In a confused and turbulent state mentally, scarcely realizing the clarity or import of any particular thought or movement or act now, he took up his bag and led the way to the boathouse platform. And then, after dropping the bag into the boat, asking of the boathouse keeper if he knew where the best views were, that he wanted to photograph them. And this done—the meaningless explanation over, assisting Roberta (an almost nebulous figure, she now seemed, stepping down into an insubstantial rowboat upon a purely ideational lake), he now stepped in after her, seating himself in the center and taking the oars.
The quiet, glassy, iridescent surface of this lake that now to both seemed, not so much like water as oil—like molten glass that, of enormous bulk and weight, resting upon the substantial earth so very far below. And the lightness and freshness and intoxication of the gentle air blowing here and there, yet scarcely rippling the surface of the lake. And the softness and furry thickness of the tall pines about the shore. Everywhere pines—tall and spearlike. And above them the humped backs of the dark and distant Adirondacks beyond. Not a rower to be seen. Not a house or cabin. He sought to distinguish the camp of which the guide had spoken. He could not. He sought to distinguish the voices of those who might be there—or any voices.
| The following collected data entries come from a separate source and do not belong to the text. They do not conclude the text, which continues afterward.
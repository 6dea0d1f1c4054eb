//! Best-effort AI enrichment of alerts and scheduled pattern analysis.
//!
//! Every analyzer call goes through [`EnrichmentPipeline::guarded`], which
//! bounds it by a timeout and turns any failure into the neutral result, so
//! alerting keeps working without AI context.

use chrono::Utc;
use serde::Serialize;
use serde_json::Value;
use std::collections::BTreeMap;
use std::future::Future;
use std::sync::Arc;
use std::time::Duration;
use tokio::sync::mpsc;
use tokio::task::JoinHandle;
use tokio::time::{interval_at, Instant, MissedTickBehavior};
use tracing::{debug, info, warn};

use super::analyzer::{
    AiAnalyzer, AnalyzerError, AnomalyExplanation, AnomalyOptions, Correlations, PatternAnalysis,
    Recommendations,
};
use crate::alerts::{Alert, AlertEvent, AlertStore, EventBus, RESOURCE_TYPE_LABEL};
use crate::notifications::FeedbackType;

pub const RECOMMENDATIONS_KEY: &str = "aiRecommendations";
pub const CORRELATIONS_KEY: &str = "aiCorrelations";
pub const EXPLANATION_KEY: &str = "aiExplanation";
pub const ANOMALIES_KEY: &str = "aiAnomalies";
pub const ENRICHED_AT_KEY: &str = "enrichedAt";

#[derive(Debug, Clone)]
pub struct EnrichmentSettings {
    pub timeout: Duration,
    /// Number of recent history entries sent along with a single alert
    pub history_window: usize,
}

impl Default for EnrichmentSettings {
    fn default() -> Self {
        Self {
            timeout: Duration::from_secs(15),
            history_window: 20,
        }
    }
}

pub struct EnrichmentPipeline {
    analyzer: Arc<dyn AiAnalyzer>,
    store: Arc<AlertStore>,
    bus: Arc<EventBus>,
    settings: EnrichmentSettings,
}

impl EnrichmentPipeline {
    pub fn new(
        analyzer: Arc<dyn AiAnalyzer>,
        store: Arc<AlertStore>,
        bus: Arc<EventBus>,
        settings: EnrichmentSettings,
    ) -> Arc<Self> {
        Arc::new(Self {
            analyzer,
            store,
            bus,
            settings,
        })
    }

    pub fn store(&self) -> &Arc<AlertStore> {
        &self.store
    }

    async fn guarded<T, F>(&self, operation: &'static str, call: F) -> T
    where
        T: Default,
        F: Future<Output = Result<T, AnalyzerError>>,
    {
        match tokio::time::timeout(self.settings.timeout, call).await {
            Ok(Ok(result)) => result,
            Ok(Err(e)) => {
                warn!(operation, error = %e, "AI analysis failed, continuing without it");
                T::default()
            }
            Err(_) => {
                warn!(
                    operation,
                    timeout_secs = self.settings.timeout.as_secs(),
                    "AI analysis timed out, continuing without it"
                );
                T::default()
            }
        }
    }

    pub async fn explain_anomaly(&self, metrics: &Value, resource_type: Option<&str>) -> AnomalyExplanation {
        let options = AnomalyOptions {
            resource_type: resource_type.map(str::to_string),
        };
        self.guarded("explain_anomaly", self.analyzer.explain_anomaly(metrics, &options))
            .await
    }

    pub async fn generate_recommendations(&self, alert: &Alert) -> Recommendations {
        let history = self.store.recent_history(self.settings.history_window).await;
        self.guarded(
            "generate_recommendations",
            self.analyzer.generate_recommendations(alert, &history, &alert.metrics),
        )
        .await
    }

    pub async fn analyze_correlations(&self, alert: &Alert) -> Correlations {
        let history = self.store.recent_history(self.settings.history_window).await;
        self.guarded(
            "analyze_correlations",
            self.analyzer.analyze_correlations(alert, &alert.metrics, &history),
        )
        .await
    }

    pub async fn analyze_patterns(&self, history: &[Alert]) -> PatternAnalysis {
        self.guarded("analyze_alert_patterns", self.analyzer.analyze_alert_patterns(history))
            .await
    }

    /// Attach recommendations and correlations to a freshly created alert
    pub async fn enrich_alert(&self, alert: &Alert) -> Option<Alert> {
        let (recommendations, correlations) =
            tokio::join!(self.generate_recommendations(alert), self.analyze_correlations(alert));

        let mut fields = BTreeMap::new();
        if !recommendations.recommendations.is_empty() {
            insert_json(&mut fields, RECOMMENDATIONS_KEY, &recommendations.recommendations);
        }
        if !correlations.correlations.is_empty() {
            insert_json(&mut fields, CORRELATIONS_KEY, &correlations.correlations);
        }
        self.apply(alert, fields).await
    }

    /// Enrichment requested by an `ai_feedback` channel
    pub async fn apply_feedback(&self, alert: &Alert, feedback: FeedbackType) -> Option<Alert> {
        let mut fields = BTreeMap::new();
        match feedback {
            FeedbackType::Explanation => {
                let resource_type = alert.labels.get(RESOURCE_TYPE_LABEL).map(String::as_str);
                let explained = self.explain_anomaly(&alert.metrics, resource_type).await;
                if !explained.explanation.is_empty() {
                    fields.insert(EXPLANATION_KEY.to_string(), Value::String(explained.explanation));
                }
                if !explained.anomalies.is_empty() {
                    insert_json(&mut fields, ANOMALIES_KEY, &explained.anomalies);
                }
            }
            FeedbackType::Recommendation => {
                let recommendations = self.generate_recommendations(alert).await;
                if !recommendations.recommendations.is_empty() {
                    insert_json(&mut fields, RECOMMENDATIONS_KEY, &recommendations.recommendations);
                }
            }
            FeedbackType::Correlation => {
                let correlations = self.analyze_correlations(alert).await;
                if !correlations.correlations.is_empty() {
                    insert_json(&mut fields, CORRELATIONS_KEY, &correlations.correlations);
                }
            }
        }
        self.apply(alert, fields).await
    }

    async fn apply(&self, alert: &Alert, mut fields: BTreeMap<String, Value>) -> Option<Alert> {
        if fields.is_empty() {
            debug!(alert_id = %alert.id, "No AI context to attach");
            return None;
        }
        fields.insert(ENRICHED_AT_KEY.to_string(), Value::String(Utc::now().to_rfc3339()));

        // The alert may have resolved while the analyzer was working
        let Some(updated) = self.store.merge_annotations(&alert.id, fields).await else {
            debug!(alert_id = %alert.id, "Alert no longer active, dropping enrichment");
            return None;
        };
        info!(alert_id = %updated.id, rule_id = %updated.rule_id, "Alert enriched with AI context");
        self.bus.publish(AlertEvent::Updated(updated.clone()));
        Some(updated)
    }

    pub fn spawn_enrichment(self: &Arc<Self>, alert: Alert) -> JoinHandle<()> {
        let pipeline = Arc::clone(self);
        tokio::spawn(async move {
            pipeline.enrich_alert(&alert).await;
        })
    }

    pub fn spawn_feedback(self: &Arc<Self>, alert: Alert, feedback: FeedbackType) -> JoinHandle<()> {
        let pipeline = Arc::clone(self);
        tokio::spawn(async move {
            pipeline.apply_feedback(&alert, feedback).await;
        })
    }

    /// Analyze the last `window` history entries and publish the result.
    /// Individual alerts are never modified.
    pub async fn run_pattern_analysis(&self, window: usize) -> Option<PatternAnalysis> {
        let history = self.store.get_history(window).await;
        if history.is_empty() {
            debug!("No alert history to analyze");
            return None;
        }

        let analysis = self.analyze_patterns(&history).await;
        if analysis.is_empty() {
            debug!(entries = history.len(), "Pattern analysis found nothing");
            return None;
        }

        info!(
            entries = history.len(),
            patterns = analysis.patterns.len(),
            insights = analysis.insights.len(),
            "Alert pattern analysis complete"
        );
        self.bus.publish(AlertEvent::PatternsDetected(analysis.clone()));
        Some(analysis)
    }
}

fn insert_json<T: Serialize>(fields: &mut BTreeMap<String, Value>, key: &str, value: &T) {
    match serde_json::to_value(value) {
        Ok(json) => {
            fields.insert(key.to_string(), json);
        }
        Err(e) => warn!(key, error = %e, "Could not serialize AI result"),
    }
}

#[derive(Debug, Clone)]
pub struct PatternSchedule {
    pub interval: Duration,
    pub startup_delay: Duration,
    pub window: usize,
    /// History entries required before the startup run happens
    pub min_history: usize,
}

impl Default for PatternSchedule {
    fn default() -> Self {
        Self {
            interval: Duration::from_secs(3600),
            startup_delay: Duration::from_secs(60),
            window: 100,
            min_history: 10,
        }
    }
}

/// Background task running pattern analysis once after startup and then on
/// a fixed interval until stopped.
pub struct PatternJob {
    shutdown_tx: Option<mpsc::Sender<()>>,
    handle: Option<JoinHandle<()>>,
}

impl PatternJob {
    pub fn start(pipeline: Arc<EnrichmentPipeline>, schedule: PatternSchedule) -> Self {
        let (shutdown_tx, mut shutdown_rx) = mpsc::channel::<()>(1);

        let handle = tokio::spawn(async move {
            let startup = tokio::time::sleep(schedule.startup_delay);
            tokio::pin!(startup);
            let mut startup_pending = true;

            let mut ticker = interval_at(Instant::now() + schedule.interval, schedule.interval);
            ticker.set_missed_tick_behavior(MissedTickBehavior::Delay);

            info!(
                interval_secs = schedule.interval.as_secs(),
                window = schedule.window,
                "Pattern analysis job started"
            );

            loop {
                tokio::select! {
                    _ = &mut startup, if startup_pending => {
                        startup_pending = false;
                        let available = pipeline.store().history_len().await;
                        if available >= schedule.min_history {
                            pipeline.run_pattern_analysis(schedule.window).await;
                        } else {
                            debug!(available, required = schedule.min_history, "Skipping startup pattern analysis");
                        }
                    }
                    _ = ticker.tick() => {
                        pipeline.run_pattern_analysis(schedule.window).await;
                    }
                    _ = shutdown_rx.recv() => {
                        info!("Pattern analysis job shutting down");
                        break;
                    }
                }
            }
        });

        Self {
            shutdown_tx: Some(shutdown_tx),
            handle: Some(handle),
        }
    }

    pub fn is_running(&self) -> bool {
        self.handle.as_ref().is_some_and(|h| !h.is_finished())
    }

    /// Stop both timers and wait for the task to exit
    pub async fn stop(&mut self) {
        if let Some(tx) = self.shutdown_tx.take() {
            let _ = tx.send(()).await;
        }
        if let Some(handle) = self.handle.take() {
            let _ = handle.await;
        }
    }
}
Yet, except for the lock-lock of his own oars as he rowed and the voice of the boathouse keeper and the guide in converse two hundred, three hundred, five hundred, a thousand feet behind, there was no sound.
“Isn’t it still and peaceful?” It was Roberta talking. “It seems to be so restful here. I think it’s beautiful, truly, so much more beautiful than that other lake. These trees are so tall, aren’t they? And those mountains. I was thinking all the way over how cool and silent that road was, even if it was a little rough.”